En application de l'article L.244-2 du code de la sécurité sociale, toute action aux fins de recouvrement de cotisations sociales doit être précédée, à peine de nullité, d'une mise en demeure adressée à l'employeur l'invitant à régulariser sa situation dans le mois.

En application de l'article R.244-1 du code de la sécurité sociale, la mise en demeure doit mentionner la cause, la nature et le montant des cotisations réclamées, les majorations et pénalités qui s'y appliquent ainsi que la période à laquelle elles se rapportent.

En l'espèce, la mise en demeure du 10 septembre 2021 adressée à Monsieur [V] [T] mentionne régulièrement le montant des cotisations en principal ainsi que les majorations, la nature de ces cotisations (RAAP et RACL) la période d'exigibilité ainsi que le délai de 30 jours impartis pour s'acquitter des sommes.

La mention selon laquelle les sommes n'ont pas été réglées constitue la cause de la mise en recouvrement des sommes réclamées par l'organisme.

Si l'assiette et le taux des cotisations ne sont pas mentionnés dans la mise en demeure, Monsieur [V] [T] en avait toutefois connaissance, ces éléments ayant été mentionnés dans les appels de cotisations et relances qui lui ont préalablement été adressés.

Il s'en suit que la mise en demeure comporte régulièrement l'ensemble des mentions requises et permet à Monsieur [V] [T] d'avoir connaissance de la nature, de la cause et de l'étendue de son obligation.

Le moyen tiré du défaut de motivation sera donc rejeté.

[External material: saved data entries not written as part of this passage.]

use serde::{Deserialize, Serialize};
use tracing::debug;

use super::read_json;
use crate::auth::{AuthError, CredentialStore};
use crate::config::ClientConfig;
use crate::error::EcodashError;
use crate::gateway::Gateway;

/// Platform-wide totals.
#[derive(Debug, Clone, Default, PartialEq, Serialize, Deserialize)]
#[serde(default)]
pub struct Overview {
    pub total_waste_recycled: f64,
    pub carbon_footprint_reduced: f64,
    pub recycling_accuracy_rate: f64,
    pub total_recycling_events: u64,
    pub active_users: u64,
    pub total_points_awarded: u64,
}

#[derive(Debug, Clone, Default, PartialEq, Serialize, Deserialize)]
#[serde(default)]
pub struct WasteCategory {
    pub category: String,
    pub total_items: u64,
    pub total_weight: f64,
    pub carbon_reduction: f64,
}

#[derive(Debug, Clone, Default, PartialEq, Serialize, Deserialize)]
#[serde(default)]
pub struct MonthlyTrend {
    pub month: String,
    pub recycling_events: u64,
    pub weight_recycled: f64,
    pub carbon_reduced: f64,
    pub accuracy_rate: f64,
}

#[derive(Debug, Clone, Default, PartialEq, Serialize, Deserialize)]
#[serde(default)]
pub struct BranchRanking {
    pub rank: u32,
    pub branch_id: Option<serde_json::Value>,
    pub branch_name: String,
    pub branch_city: Option<String>,
    pub total_recycled_items: u64,
    pub carbon_footprint_reduced: f64,
    pub recycling_accuracy_rate: f64,
    pub active_users_count: u64,
}

#[derive(Debug, Clone, Default, PartialEq, Serialize, Deserialize)]
#[serde(default)]
pub struct UserRanking {
    pub rank: u32,
    pub user_id: Option<serde_json::Value>,
    pub user_name: String,
    pub total_points: u64,
    pub total_recycled_items: u64,
    pub carbon_footprint_reduced: f64,
    pub recycling_accuracy_rate: f64,
}

#[derive(Debug, Clone, Default, PartialEq, Serialize, Deserialize)]
#[serde(default)]
pub struct RecentActivity {
    #[serde(rename = "type")]
    pub kind: String,
    pub description: String,
    pub user: Option<String>,
    pub points: Option<i64>,
    pub timestamp: Option<String>,
}

/// Payload of the admin dashboard endpoint.
#[derive(Debug, Clone, Default, PartialEq, Serialize, Deserialize)]
#[serde(default)]
pub struct DashboardData {
    pub overview: Overview,
    pub waste_categories: Vec<WasteCategory>,
    pub monthly_trends: Vec<MonthlyTrend>,
    pub top_branches: Vec<BranchRanking>,
    pub top_users: Vec<UserRanking>,
    pub recent_activities: Vec<RecentActivity>,
}

/// Fetches the admin dashboard through the authenticated gateway.
pub struct DashboardClient {
    gateway: Gateway,
    store: CredentialStore,
    url: String,
}

impl DashboardClient {
    pub fn new(config: &ClientConfig, gateway: Gateway, store: CredentialStore) -> Self {
        Self {
            gateway,
            store,
            url: config.url(&config.endpoints.admin_dashboard),
        }
    }

    /// # Errors
    ///
    /// [`AuthError::NoCredential`] without a stored token,
    /// [`EcodashError::Forbidden`] for non-admin users, and
    /// [`AuthError::SessionExpired`] when the session could not be renewed.
    pub async fn fetch(&self) -> Result<DashboardData, EcodashError> {
        if self.store.access_token().is_none() {
            return Err(AuthError::NoCredential.into());
        }
        debug!(url = %self.url, "Fetching admin dashboard");
        let response = self.gateway.get(&self.url).await?;
        read_json(response).await
    }
}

Sur le bien-fondé de la contrainte

En vertu de l'article L. 382-1 du code de la sécurité sociale, " les artistes auteurs d'œuvres littéraires et dramatiques, musicales et chorégraphiques, audiovisuelles et cinématographiques, graphiques et plastiques, ainsi que photographiques, sous réserve des dispositions suivantes, sont affiliés obligatoirement au régime général de sécurité sociale pour les assurances sociales et bénéficient des prestations familiales dans les mêmes conditions que les salariés ".

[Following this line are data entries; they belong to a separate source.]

//! EcoDash CLI binary entry point.

use clap::Parser;
use ecodash::cli::{AuthCommands, Cli, Commands};
use ecodash::config::ClientConfig;

#[tokio::main]
async fn main() {
    init_tracing();
    let cli = Cli::parse();

    let mut config = ClientConfig::from_env();
    if let Some(url) = cli.api_url {
        config = ClientConfig {
            api_base_url: url.trim_end_matches('/').to_string(),
            ..config
        };
    }

    let result = match cli.command {
        Commands::Auth(auth_args) => match auth_args.command {
            AuthCommands::Login(args) => ecodash::cli::auth::handle_login(config, &args).await,
            AuthCommands::Status => ecodash::cli::auth::handle_status(config).await,
            AuthCommands::Logout => ecodash::cli::auth::handle_logout(config).await,
        },
        Commands::Dashboard => ecodash::cli::stats::handle_dashboard(config).await,
        Commands::Environmental(args) => {
            ecodash::cli::stats::handle_environmental(config, args.days).await
        }
    };

    if let Err(e) = result {
        eprintln!("Error: {e}");
        std::process::exit(1);
    }
}

/// Logs go to stderr, filtered by `RUST_LOG` (default `warn`).
fn init_tracing() {
    use tracing_subscriber::EnvFilter;

    let filter = EnvFilter::try_from_default_env().unwrap_or_else(|_| EnvFilter::new("warn"));
    tracing_subscriber::fmt()
        .with_env_filter(filter)
        .with_writer(std::io::stderr)
        .init();
}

Aux termes du décret n°61-1304 du 4 décembre 1961 relatif au régime d'assurance vieillesse complémentaire des auteurs et compositeurs de musique "Les auteurs et compositeurs de musique qui au cours d'une année ont perçu, à ce titre, un montant de redevances de droits d'exécution publique et de droits de reproduction mécanique d'œuvres littéraires ou musicales non dramatiques au moins égal au minimum fixé par le règlement prévu à l'article 2 du présent décret, sont redevables d'une cotisation destinée à financer un régime d'assurance vieillesse complémentaire fonctionnant entre les personnes susmentionnées. (…) Le régime d'assurance vieillesse complémentaire institué par le présent décret, dont la gestion est assurée par l'[6] mentionnée au premier alinéa de l'article 1er du décret n° 2011-2074 du 30 décembre 2011 relatif à la gouvernance des régimes d'assurance vieillesse complémentaire des artistes et auteurs relevant de l'article L. 382-1 du code de la sécurité sociale, est administré par un conseil d'administration, dont la composition est fixée par le règlement prévu à l'alinéa ci-après. (…)."

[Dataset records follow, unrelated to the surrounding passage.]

//! Route protection for pages that require a logged-in admin.

use std::sync::{Arc, Mutex};

use tokio::sync::watch;
use tokio_util::sync::CancellationToken;
use tracing::{debug, info, warn};

use super::credentials::UserProfile;
use super::redirect::{GuardState, Navigator, RedirectReason, Redirector, TracingNavigator};
use super::refresh::RefreshCoordinator;
use super::service::{AuthService, LogoutOutcome};
use super::session::SessionOracle;
use super::storage::{FileStorage, ScopedStorage};
use super::store::CredentialStore;
use crate::config::ClientConfig;
use crate::error::EcodashError;
use crate::gateway::Gateway;
use crate::util::{Clock, SystemClock};

/// Guards one page lifecycle.
///
/// [`protect`](Self::protect) checks the stored session once; if it is valid
/// the guard hands out the authenticated [`Gateway`] and re-checks the session
/// every [`ClientConfig::revalidate_every`] until logout, shutdown, or drop.
/// Any failure ends in [`GuardState::Redirecting`].
///
/// # Example
/// ```no_run
/// use ecodash::auth::RouteGuard;
/// use ecodash::config::ClientConfig;
///
/// # async fn example() -> ecodash::error::Result<()> {
/// let guard = RouteGuard::builder(ClientConfig::from_env()).build()?;
/// let Some(gateway) = guard.protect() else {
///     return Ok(()); // host is navigating to login
/// };
/// if guard.has_any_role(&["admin", "manager"]) {
///     let _resp = gateway.get("http://localhost:8000/api/v1/admin/dashboard").await?;
/// }
/// guard.logout().await;
/// # Ok(())
/// # }
/// ```
pub struct RouteGuard {
    revalidate_every: std::time::Duration,
    store: CredentialStore,
    oracle: SessionOracle,
    service: AuthService,
    redirector: Arc<Redirector>,
    gateway: Gateway,
    monitor: Mutex<Option<CancellationToken>>,
}

/// Builder for [`RouteGuard`]; every collaborator has a default.
pub struct RouteGuardBuilder {
    config: ClientConfig,
    storage: Option<Arc<dyn ScopedStorage>>,
    navigator: Option<Arc<dyn Navigator>>,
    clock: Option<Arc<dyn Clock>>,
    client: Option<reqwest::Client>,
}

impl RouteGuardBuilder {
    /// Defaults to [`FileStorage`] under [`ClientConfig::storage_dir`].
    pub fn storage(mut self, storage: Arc<dyn ScopedStorage>) -> Self {
        self.storage = Some(storage);
        self
    }

    /// Defaults to [`TracingNavigator`].
    pub fn navigator(mut self, navigator: Arc<dyn Navigator>) -> Self {
        self.navigator = Some(navigator);
        self
    }

    pub fn clock(mut self, clock: Arc<dyn Clock>) -> Self {
        self.clock = Some(clock);
        self
    }

    pub fn client(mut self, client: reqwest::Client) -> Self {
        self.client = Some(client);
        self
    }

    pub fn build(self) -> Result<RouteGuard, EcodashError> {
        let config = self.config;
        let client = match self.client {
            Some(client) => client,
            None => config.http_client()?,
        };
        let storage = self
            .storage
            .unwrap_or_else(|| Arc::new(FileStorage::new(config.storage_dir.clone())));
        let clock = self.clock.unwrap_or_else(|| Arc::new(SystemClock));
        let navigator = self
            .navigator
            .unwrap_or_else(|| Arc::new(TracingNavigator));

        let store = CredentialStore::with_clock(storage, clock);
        let refresher = Arc::new(
            RefreshCoordinator::new(
                client.clone(),
                config.url(&config.endpoints.refresh),
                store.clone(),
            )
            .with_policy(config.refresh_scope),
        );
        let redirector = Arc::new(Redirector::new(
            store.clone(),
            navigator,
            config.login_url.clone(),
        ));
        let gateway = Gateway::authenticated(
            &config.api_base_url,
            client.clone(),
            store.clone(),
            refresher,
            redirector.clone(),
        );

        Ok(RouteGuard {
            revalidate_every: config.revalidate_every,
            oracle: SessionOracle::new(store.clone()),
            service: AuthService::new(&config, client, store.clone()),
            store,
            redirector,
            gateway,
            monitor: Mutex::new(None),
        })
    }
}

impl RouteGuard {
    pub fn builder(config: ClientConfig) -> RouteGuardBuilder {
        RouteGuardBuilder {
            config,
            storage: None,
            navigator: None,
            clock: None,
            client: None,
        }
    }

    pub fn state(&self) -> GuardState {
        self.redirector.state()
    }

    /// Subscribe to state transitions.
    pub fn watch_state(&self) -> watch::Receiver<GuardState> {
        self.redirector.subscribe()
    }

    pub fn store(&self) -> &CredentialStore {
        &self.store
    }

    pub fn auth_service(&self) -> &AuthService {
        &self.service
    }

    /// Check the session, redirecting to login if it is not valid.
    pub fn check_auth(&self) -> bool {
        match self.oracle.check() {
            Ok(()) => true,
            Err(err) => {
                info!(reason = %err, "Not authenticated");
                self.redirector.redirect(RedirectReason::NotAuthenticated);
                false
            }
        }
    }

    /// Run the page-load check.
    ///
    /// Returns the authenticated gateway when the page may proceed, `None`
    /// when the host is being redirected. Calling it again while protected
    /// returns the same gateway without starting a second monitor.
    pub fn protect(&self) -> Option<Gateway> {
        match self.state() {
            GuardState::Protected => return Some(self.gateway.clone()),
            GuardState::Redirecting => return None,
            GuardState::Unchecked => {}
        }
        if !self.check_auth() {
            return None;
        }
        if self.redirector.mark_protected() {
            info!("Session valid, page protected");
            self.start_monitor();
        }
        (self.state() == GuardState::Protected).then(|| self.gateway.clone())
    }

    /// Stop re-validation without touching the session.
    pub fn shutdown(&self) {
        if let Ok(mut slot) = self.monitor.lock() {
            if let Some(token) = slot.take() {
                token.cancel();
                debug!("Session monitor stopped");
            }
        }
    }

    /// Best-effort server logout, local clear, then redirect.
    pub async fn logout(&self) -> LogoutOutcome {
        self.shutdown();
        let outcome = self.service.logout().await;
        self.redirector.redirect(RedirectReason::LoggedOut);
        outcome
    }

    pub fn current_user(&self) -> Option<UserProfile> {
        self.store.user()
    }

    pub fn has_role(&self, role: &str) -> bool {
        self.current_user().is_some_and(|user| user.has_role(role))
    }

    pub fn has_any_role(&self, roles: &[&str]) -> bool {
        self.current_user()
            .is_some_and(|user| user.has_any_role(roles))
    }

    /// Run `action` only if the user holds one of `roles`.
    pub fn protect_action<T>(&self, roles: &[&str], action: impl FnOnce() -> T) -> Option<T> {
        if self.has_any_role(roles) {
            Some(action())
        } else {
            warn!(?roles, "Action denied, required role missing");
            None
        }
    }

    /// Run `action` if the user holds one of `roles`, otherwise `on_denied`.
    pub fn protect_action_or<T>(
        &self,
        roles: &[&str],
        action: impl FnOnce() -> T,
        on_denied: impl FnOnce() -> T,
    ) -> T {
        self.protect_action(roles, action).unwrap_or_else(on_denied)
    }

    fn start_monitor(&self) {
        let Ok(handle) = tokio::runtime::Handle::try_current() else {
            warn!("No Tokio runtime, session re-validation disabled");
            return;
        };
        let Ok(mut slot) = self.monitor.lock() else {
            return;
        };
        if slot.is_some() {
            return;
        }

        let token = CancellationToken::new();
        let cancelled = token.clone();
        let oracle = self.oracle.clone();
        let redirector = self.redirector.clone();
        let every = self.revalidate_every;

        handle.spawn(async move {
            let mut ticker = tokio::time::interval(every);
            // The first tick completes immediately; protect() just checked.
            ticker.tick().await;
            loop {
                tokio::select! {
                    _ = cancelled.cancelled() => break,
                    _ = ticker.tick() => {
                        if redirector.state() == GuardState::Redirecting {
                            break;
                        }
                        if let Err(err) = oracle.check() {
                            warn!(reason = %err, "Session invalid during re-validation");
                            redirector.session_expired();
                            break;
                        }
                        debug!("Session still valid");
                    }
                }
            }
        });
        *slot = Some(token);
    }
}

impl Drop for RouteGuard {
    fn drop(&mut self) {
        self.shutdown();
    }
}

Par ailleurs, aux termes de l'arrêté du 21 novembre 2013 portant approbation du règlement du régime des artistes auteurs professionnels (RAAP), des modifications apportées au règlement du régime de retraite des auteurs et compositeurs lyriques (RACL) et au règlement du régime de retraite des auteurs et compositeurs dramatiques et auteurs de films (RACD), le régime RAAP géré par la caisse [6] " (…) s'applique à titre obligatoire aux personnes visées à l'article L. 382-1 du code de la sécurité sociale, auteurs et compositeurs de musique, auteurs et compositeurs dramatiques, auteurs de films, personnes exerçant leur activité dans le domaine des arts graphiques, plastiques et photographiques, écrivains ou traducteurs littéraires. Pour les auteurs et compositeurs, l'affiliation et l'obligation de cotiser qui en découle prennent leur source dans la perception des redevances de droits d'auteurs ".

Dès lors, les artistes-auteurs professionnels, dès lors qu'ils sont rémunérés en droits d'auteur, sont soumis à un régime complémentaire obligatoire géré par l'[6] qui comprend :
-D'une part, un régime commun dénommé RAAP où l'adhérent cotise dès lors qu'il a perçu un minimum de droits d'auteurs sur l'année civile qui précède,
-D'autre part, les régimes spécifiques RACD et RACL dont les cotisations sont retenues à la source par les sociétés de gestion de droits ou les producteurs.

À partir de 2016, les cotisations au RAAP, jusqu'alors forfaitaires et calculées en fonction de la classe de cotisation choisie par l'affilié, ont été soumises à un système de cotisation proportionnelle au revenu de l'artiste.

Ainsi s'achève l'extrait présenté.